Saving Numpy Arrays in the Most Compressed Way

MUnique · June 22, 2020, 5:10pm

Hello everyone,

I have some large NumPy arrays (4000 , 200 , 200 , 20). I was looking for the best way to save them in the most compressed way. I’ve tried .npz format saving but it takes about 200MB for each. These Numpy arrays would be the inputs to my CNN and due to the large size of the arrays, I am struggling with “Cuda out of memory” problem.

ptrblck · June 23, 2020, 3:42am

The “CUDA out of memory” issue is raised, if your GPU is running our of memory and is unrelated to the storage of numpy arrays.
Try to reduce the batch size for your input tensors to reduce the memory usage or alternatively use torch.utils.checkpoint to trade compute for memory.

MUnique · June 23, 2020, 5:07am

The batch size is set to 1. A large part of it happens when I call my network (Model), before even getting to the forward pass:
In the debugging window:
y = Model(x)
-> Class Model(Module):
def init(self):
# some initializations
def forward (self, input):
# A large part of memory have been used before the forward pass. Here
tensor = torch.max(input, dim=2, keepdim=False)

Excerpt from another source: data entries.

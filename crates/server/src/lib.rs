//! Notes service built on `plainroute-connect`.

pub mod config;
pub mod notes;
pub mod routes;

pub use config::{ServerConfig, load_config};
pub use notes::{Note, NoteStore};
pub use routes::router;
//! Structured errors for deliberately rejected requests.
//!
//! Controllers return an [`ApiError`] when they want a specific status and user-facing message
//! to reach the client. The adapter recognizes it among any other failure and answers with
//! its status and message. The `info` text is for operators only: it is logged and never
//! written to the response.
//!
//! Every builder step takes the error by value and hands back a new one, so a module-level
//! [`ApiErrors`] template can be shared between concurrent requests.

use std::borrow::Cow;
use thiserror::Error;

/// Template for [`ApiError`] values originating from one module.
#[derive(Debug, Clone, PartialEq, Eq)]
pub struct ApiErrors {
    module: Cow<'static, str>,
}

impl ApiErrors {
    #[must_use]
    pub const fn new(module: &'static str) -> Self {
        Self {
            module: Cow::Borrowed(module),
        }
    }

    #[must_use]
    pub fn owned(module: impl Into<String>) -> Self {
        Self {
            module: Cow::Owned(module.into()),
        }
    }

    #[must_use]
    pub fn module(&self) -> &str {
        &self.module
    }

    /// An error with an arbitrary status code and no message or info. The code is not
    /// validated.
    #[must_use]
    pub fn status(&self, status_code: u16) -> ApiError {
        self.with(status_code, None, None)
    }

    /// An error with status, message and info set in one step.
    #[must_use]
    pub fn with(&self, status_code: u16, message: Option<&str>, info: Option<&str>) -> ApiError {
        ApiError {
            module: self.module.clone(),
            status_code,
            message: message.map(str::to_string),
            info: info.map(str::to_string),
        }
    }

    /// 403 Forbidden.
    #[must_use]
    pub fn forbidden(&self, message: Option<&str>, info: Option<&str>) -> ApiError {
        self.with(403, message, info)
    }

    /// 401 Unauthorized.
    #[must_use]
    pub fn unauthorized(&self, message: Option<&str>, info: Option<&str>) -> ApiError {
        self.with(401, message, info)
    }

    /// 404 Not Found.
    #[must_use]
    pub fn not_found(&self, message: Option<&str>, info: Option<&str>) -> ApiError {
        self.with(404, message, info)
    }

    /// 400 Bad Request.
    #[must_use]
    pub fn bad_request(&self, message: Option<&str>, info: Option<&str>) -> ApiError {
        self.with(400, message, info)
    }
}

/// A rejected request: status code, optional user-facing message, optional diagnostic info.
#[derive(Error, Debug, Clone, PartialEq, Eq)]
#[error("{module} rejected the request with status {status_code}")]
pub struct ApiError {
    module: Cow<'static, str>,
    status_code: u16,
    message: Option<String>,
    info: Option<String>,
}

impl ApiError {
    /// Replace status, message and info in one step.
    #[must_use]
    pub fn with(self, status_code: u16, message: Option<&str>, info: Option<&str>) -> Self {
        Self {
            status_code,
            message: message.map(str::to_string),
            info: info.map(str::to_string),
            ..self
        }
    }

    #[must_use]
    pub fn with_status(self, status_code: u16) -> Self {
        Self {
            status_code,
            ..self
        }
    }

    /// Set the message sent to the client.
    #[must_use]
    pub fn with_message(self, message: &str) -> Self {
        Self {
            message: Some(message.to_string()),
            ..self
        }
    }

    /// Set diagnostic detail that only ever reaches the logs.
    #[must_use]
    pub fn with_info(self, info: &str) -> Self {
        Self {
            info: Some(info.to_string()),
            ..self
        }
    }

    #[must_use]
    pub fn module(&self) -> &str {
        &self.module
    }

    #[must_use]
    pub fn status_code(&self) -> u16 {
        self.status_code
    }

    #[must_use]
    pub fn message(&self) -> Option<&str> {
        self.message.as_deref()
    }

    #[must_use]
    pub fn info(&self) -> Option<&str> {
        self.info.as_deref()
    }
}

ptrblck · June 23, 2020, 5:09am

If the OOM error is raised before the forward pass is executed, this would mean that either your model or the current batch is already too large for your GPU.
Are you pushing the complete dataset to the device?

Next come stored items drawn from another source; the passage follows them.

use anyhow::Context as _;
use axum::Router;
use axum::http::StatusCode;
use axum::response::IntoResponse as _;
use axum::routing::{get, post};
use plainroute_connect::{ApiErrors, ConnectError, MapRequestToArgs, RequestView, connect};
use plainroute_test_support::serve;
use serde_json::{Value, json};
use std::sync::{Arc, Mutex};

const ORDERS: ApiErrors = ApiErrors::new("orders");

#[tokio::test]
async fn path_parameter_reaches_the_controller() -> anyhow::Result<()> {
    let seen = Arc::new(Mutex::new(Vec::new()));
    let seen_in = Arc::clone(&seen);
    let app = Router::new().route(
        "/{id}",
        get(connect("req.params.id").to(move |id: String| {
            seen_in.lock().expect("lock").push(id);
            async { anyhow::Ok(json!({"payload": "data"})) }
        })),
    );
    let server = serve(app).await?;

    let resp = reqwest::get(server.url("/123")).await.context("GET /123")?;
    assert_eq!(resp.status(), reqwest::StatusCode::OK);
    let body: Value = resp.json().await.context("json body")?;
    assert_eq!(body, json!({"payload": "data"}));
    assert_eq!(*seen.lock().expect("lock"), vec!["123".to_string()]);
    Ok(())
}

#[tokio::test]
async fn invalid_mapping_goes_to_next() -> anyhow::Result<()> {
    let called = Arc::new(Mutex::new(false));
    let called_in = Arc::clone(&called);
    let app = Router::new().route(
        "/{id}",
        get(connect(json!(42))
            .to(move |_: Value| {
                *called_in.lock().expect("lock") = true;
                async { anyhow::Ok(()) }
            })
            .next(|err: ConnectError| {
                (StatusCode::SERVICE_UNAVAILABLE, format!("next: {err}")).into_response()
            })),
    );
    let server = serve(app).await?;

    let resp = reqwest::get(server.url("/1")).await.context("GET /1")?;
    assert_eq!(resp.status(), reqwest::StatusCode::SERVICE_UNAVAILABLE);
    let text = resp.text().await?;
    assert!(text.starts_with("next: "), "{text}");
    assert!(text.contains("must be one of"), "{text}");
    assert!(!*called.lock().expect("lock"));
    Ok(())
}

#[tokio::test]
async fn invalid_mapping_without_next_answers_500() -> anyhow::Result<()> {
    let app = Router::new().route(
        "/",
        get(connect(None::<&str>).to(|| async { anyhow::Ok(()) })),
    );
    let server = serve(app).await?;

    let resp = reqwest::get(server.url("/")).await?;
    assert_eq!(resp.status(), reqwest::StatusCode::INTERNAL_SERVER_ERROR);
    let body: Value = resp.json().await?;
    let message = body["error"].as_str().context("error message")?;
    assert!(message.contains("must be one of"), "{message}");
    Ok(())
}

#[tokio::test]
async fn api_error_is_answered_with_its_status_and_message() -> anyhow::Result<()> {
    let app = Router::new().route(
        "/{id}",
        get(connect("params.id").to(|_: String| async {
            Err::<(), anyhow::Error>(
                ORDERS
                    .forbidden(Some("nope"), Some("order belongs to another tenant"))
                    .into(),
            )
        })),
    );
    let server = serve(app).await?;

    let resp = reqwest::get(server.url("/7")).await?;
    assert_eq!(resp.status(), reqwest::StatusCode::FORBIDDEN);
    assert_eq!(resp.text().await?, "nope");
    Ok(())
}

#[tokio::test]
async fn unclassified_error_is_a_500_with_the_serialized_error() -> anyhow::Result<()> {
    let app = Router::new().route(
        "/",
        get(connect(["query.a"])
            .to(|_: Value| async { Err::<(), _>(anyhow::anyhow!("ledger offline")) })),
    );
    let server = serve(app).await?;

    let resp = reqwest::get(server.url("/")).await?;
    assert_eq!(resp.status(), reqwest::StatusCode::INTERNAL_SERVER_ERROR);
    let body: Value = resp.json().await?;
    assert_eq!(body, json!({"message": "ledger offline"}));
    Ok(())
}

#[tokio::test]
async fn json_body_fields_map_positionally() -> anyhow::Result<()> {
    let app = Router::new().route(
        "/orders",
        post(
            connect(["req.body.id", "req.body.name"])
                .success_status(201)
                .to(|id: u64, name: String| async move {
                    anyhow::Ok(json!({"id": id, "name": name}))
                }),
        ),
    );
    let server = serve(app).await?;

    let resp = reqwest::Client::new()
        .post(server.url("/orders"))
        .json(&json!({"id": 1234, "name": "samsung"}))
        .send()
        .await?;
    assert_eq!(resp.status(), reqwest::StatusCode::CREATED);
    let body: Value = resp.json().await?;
    assert_eq!(body, json!({"id": 1234, "name": "samsung"}));
    Ok(())
}

#[tokio::test]
async fn form_body_and_query_reach_an_extractor() -> anyhow::Result<()> {
    let extractor = MapRequestToArgs::extractor(|req: &RequestView| {
        vec![
            req.get("body.title").cloned().unwrap_or(Value::Null),
            req.get("query.lang").cloned().unwrap_or(Value::Null),
        ]
    });
    let app = Router::new().route(
        "/titles",
        post(connect(extractor).to(|title: String, lang: Option<String>| async move {
            anyhow::Ok(format!("{title} ({})", lang.unwrap_or_default()))
        })),
    );
    let server = serve(app).await?;

    let resp = reqwest::Client::new()
        .post(server.url("/titles?lang=en"))
        .header("content-type", "application/x-www-form-urlencoded")
        .body("title=hello+world")
        .send()
        .await?;
    assert_eq!(resp.status(), reqwest::StatusCode::OK);
    assert_eq!(resp.text().await?, "hello world (en)");
    Ok(())
}

#[tokio::test]
async fn empty_result_sends_status_only() -> anyhow::Result<()> {
    let app = Router::new().route(
        "/{id}",
        axum::routing::delete(
            connect("params.id")
                .success_status(204)
                .to(|_: String| async { anyhow::Ok(()) }),
        ),
    );
    let server = serve(app).await?;

    let resp = reqwest::Client::new()
        .delete(server.url("/9"))
        .send()
        .await?;
    assert_eq!(resp.status(), reqwest::StatusCode::NO_CONTENT);
    assert!(resp.bytes().await?.is_empty());
    Ok(())
}

#[tokio::test]
async fn malformed_json_body_is_a_bad_request() -> anyhow::Result<()> {
    let app = Router::new().route(
        "/",
        post(connect("body").to(|_: Value| async { anyhow::Ok("unreachable") })),
    );
    let server = serve(app).await?;

    let resp = reqwest::Client::new()
        .post(server.url("/"))
        .header("content-type", "application/json")
        .body("{not json")
        .send()
        .await?;
    assert_eq!(resp.status(), reqwest::StatusCode::BAD_REQUEST);
    Ok(())
}

#[tokio::test]
async fn oversized_body_is_a_bad_request() -> anyhow::Result<()> {
    let app = Router::new().route(
        "/",
        post(
            connect("body")
                .body_limit(8)
                .to(|_: Value| async { anyhow::Ok("unreachable") }),
        ),
    );
    let server = serve(app).await?;

    let resp = reqwest::Client::new()
        .post(server.url("/"))
        .header("content-type", "text/plain")
        .body("far more than eight bytes")
        .send()
        .await?;
    assert_eq!(resp.status(), reqwest::StatusCode::BAD_REQUEST);
    Ok(())
}

#[tokio::test]
async fn informational_api_error_status_goes_out_as_500_with_message() -> anyhow::Result<()> {
    let app = Router::new().route(
        "/{status}",
        get(connect("params.status").to(|status: String| async move {
            let status: u16 = status.parse()?;
            Err::<(), anyhow::Error>(ORDERS.with(status, Some("msg"), None).into())
        })),
    );
    let server = serve(app).await?;

    for status in ["100", "101", "103", "1000"] {
        let resp = reqwest::get(server.url(&format!("/{status}"))).await?;
        assert_eq!(
            resp.status(),
            reqwest::StatusCode::INTERNAL_SERVER_ERROR,
            "status {status}"
        );
        assert_eq!(resp.text().await?, "msg", "status {status}");
    }

    let resp = reqwest::get(server.url("/409")).await?;
    assert_eq!(resp.status(), reqwest::StatusCode::CONFLICT);
    assert_eq!(resp.text().await?, "msg");
    Ok(())
}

MUnique · June 23, 2020, 5:11am

No, every epoch only one of these arrays (4000,200,200,20) is fed to the network. There are 200 of these arrays in total in the datatset. The network itself is not a large one. It has 10 convolutional layers in total.

ptrblck · June 23, 2020, 5:28am

I don’t quite understand the use case, as you’ve mentioned the batch size is 1.
Which dimension of your input would correspond to the batch size and which shape are you feeding to the model?
If the mentioned shape is fed in each epoch to the model, when does the OOM error occur?

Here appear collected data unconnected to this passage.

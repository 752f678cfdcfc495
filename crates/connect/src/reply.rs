//! Response descriptions produced by the adapter.
//!
//! The adapter never touches the transport. It produces a [`Reply`] and a boundary shim
//! writes it through a [`ResponseSink`] (see [`crate::transport`] for the axum one).

use serde_json::Value;

#[derive(Debug, Clone, PartialEq)]
pub enum ReplyBody {
    /// Structured value, serialized as JSON.
    Json(Value),
    /// String passed through as-is.
    Text(String),
}

/// Status code plus optional body.
#[derive(Debug, Clone, PartialEq)]
pub struct Reply {
    pub status: u16,
    pub body: Option<ReplyBody>,
}

impl Reply {
    #[must_use]
    pub fn status_only(status: u16) -> Self {
        Self { status, body: None }
    }

    #[must_use]
    pub fn with_body(status: u16, body: ReplyBody) -> Self {
        Self {
            status,
            body: Some(body),
        }
    }

    /// Reply for a controller's return value: status only when the value is empty, otherwise
    /// the value as body (strings as text, everything else as JSON).
    #[must_use]
    pub fn from_value(status: u16, value: Value) -> Self {
        if is_empty(&value) {
            return Self::status_only(status);
        }
        match value {
            Value::String(text) => Self::with_body(status, ReplyBody::Text(text)),
            other => Self::with_body(status, ReplyBody::Json(other)),
        }
    }

    /// Write through `sink`: `send_status` for status-only replies, `status` then `send`
    /// otherwise. Exactly one write call finishes the response.
    pub fn write_to<S: ResponseSink + ?Sized>(self, sink: &mut S) {
        match self.body {
            None => sink.send_status(self.status),
            Some(body) => {
                sink.status(self.status);
                sink.send(body);
            }
        }
    }
}

/// Response operations a transport has to offer.
pub trait ResponseSink {
    /// Set the status without finishing the response.
    fn status(&mut self, status: u16);

    /// Finish the response with a body.
    fn send(&mut self, body: ReplyBody);

    /// Finish the response with a status and no body.
    fn send_status(&mut self, status: u16);
}

/// `null`, empty strings, empty arrays and empty objects.
#[must_use]
pub fn is_empty(value: &Value) -> bool {
    match value {
        Value::Null => true,
        Value::String(text) => text.is_empty(),
        Value::Array(items) => items.is_empty(),
        Value::Object(fields) => fields.is_empty(),
        Value::Bool(_) | Value::Number(_) => false,
    }
}

#[cfg(test)]
pub(crate) mod tests {
    use super::*;
    use serde_json::json;

    #[derive(Debug, Default)]
    pub(crate) struct RecordingSink {
        pub(crate) calls: Vec<String>,
        pub(crate) status: Option<u16>,
        pub(crate) body: Option<ReplyBody>,
    }

    impl ResponseSink for RecordingSink {
        fn status(&mut self, status: u16) {
            self.calls.push(format!("status({status})"));
            self.status = Some(status);
        }

        fn send(&mut self, body: ReplyBody) {
            self.calls.push("send".to_string());
            self.body = Some(body);
        }

        fn send_status(&mut self, status: u16) {
            self.calls.push(format!("send_status({status})"));
            self.status = Some(status);
        }
    }

    #[test]
    fn empty_values_reply_with_status_only() {
        for empty in [json!(null), json!(""), json!([]), json!({})] {
            assert_eq!(Reply::from_value(200, empty), Reply::status_only(200));
        }
    }

    #[test]
    fn scalars_are_not_empty() {
        assert_eq!(
            Reply::from_value(200, json!(0)),
            Reply::with_body(200, ReplyBody::Json(json!(0)))
        );
        assert_eq!(
            Reply::from_value(200, json!(false)),
            Reply::with_body(200, ReplyBody::Json(json!(false)))
        );
    }

    #[test]
    fn strings_pass_through_as_text() {
        assert_eq!(
            Reply::from_value(201, json!("created")),
            Reply::with_body(201, ReplyBody::Text("created".to_string()))
        );
    }

    #[test]
    fn status_only_reply_uses_send_status_once() {
        let mut sink = RecordingSink::default();
        Reply::status_only(204).write_to(&mut sink);
        assert_eq!(sink.calls, vec!["send_status(204)"]);
        assert_eq!(sink.body, None);
    }

    #[test]
    fn body_reply_sets_status_then_sends() {
        let mut sink = RecordingSink::default();
        Reply::from_value(200, json!({"a": 1})).write_to(&mut sink);
        assert_eq!(sink.calls, vec!["status(200)", "send"]);
        assert_eq!(sink.body, Some(ReplyBody::Json(json!({"a": 1}))));
    }
}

MUnique · June 23, 2020, 5:51am

The dimension of the input is (1, 4000, 200, 200, 20) in which the first one is the batch size. Here is my watchdog window for each command during debugging:
y = Model(x) ######## Watchdog GPU Memory Usage: 1085MiB
-> Class Model(Module):
def init (self):
…
def forward (self, input):
tensor = input ######## Watchdog: 8279MiB

Seems that OOM happens when the GPU memory usage is 8469MiB in a layer between but the largest part of the memory is used before getting into the forward pass which I guess makes the problem.

ptrblck · June 23, 2020, 6:50am

Since you’ve mentioned you are using a CNN, I assume you are using nn.Conv3d layers and the input has a channel dimension of 4000?
Could you post your model architecture and post your GPU (including the memory)?

MUnique · June 23, 2020, 7:42am

The input is actually like a video in which 4000 is the number of frames, spatial window size is 200 for both horizontal and vertical and 20 is the number of channels. I am using two Tesla V100 PCIe 16GB GPUs.
The model architeture is a stack of two of these layers:
1DTemporalConv-1DChannelconv-2DSpatialConv-2DSpatialMaxPooling

I also tried to test the network without training and the same problem happens during testing.

MUnique · June 24, 2020, 3:28am

Is it possible that the size of the input array in each epoch (200MB) cause the OOM problem? Seems that Variable(input.cuda()) causes the problem before getting into the forward pass.

ptrblck · June 24, 2020, 4:30am

We would still need to see the model to debug it further.
Could you post it with all necessary arguments and shapes to reproduce the OOM?

googlebot · June 24, 2020, 5:54am

4000*200*200*20*16bits ~= 6GB, so no mysteries there. 200mb is zipped .npz size, you can’t train a network on that representation.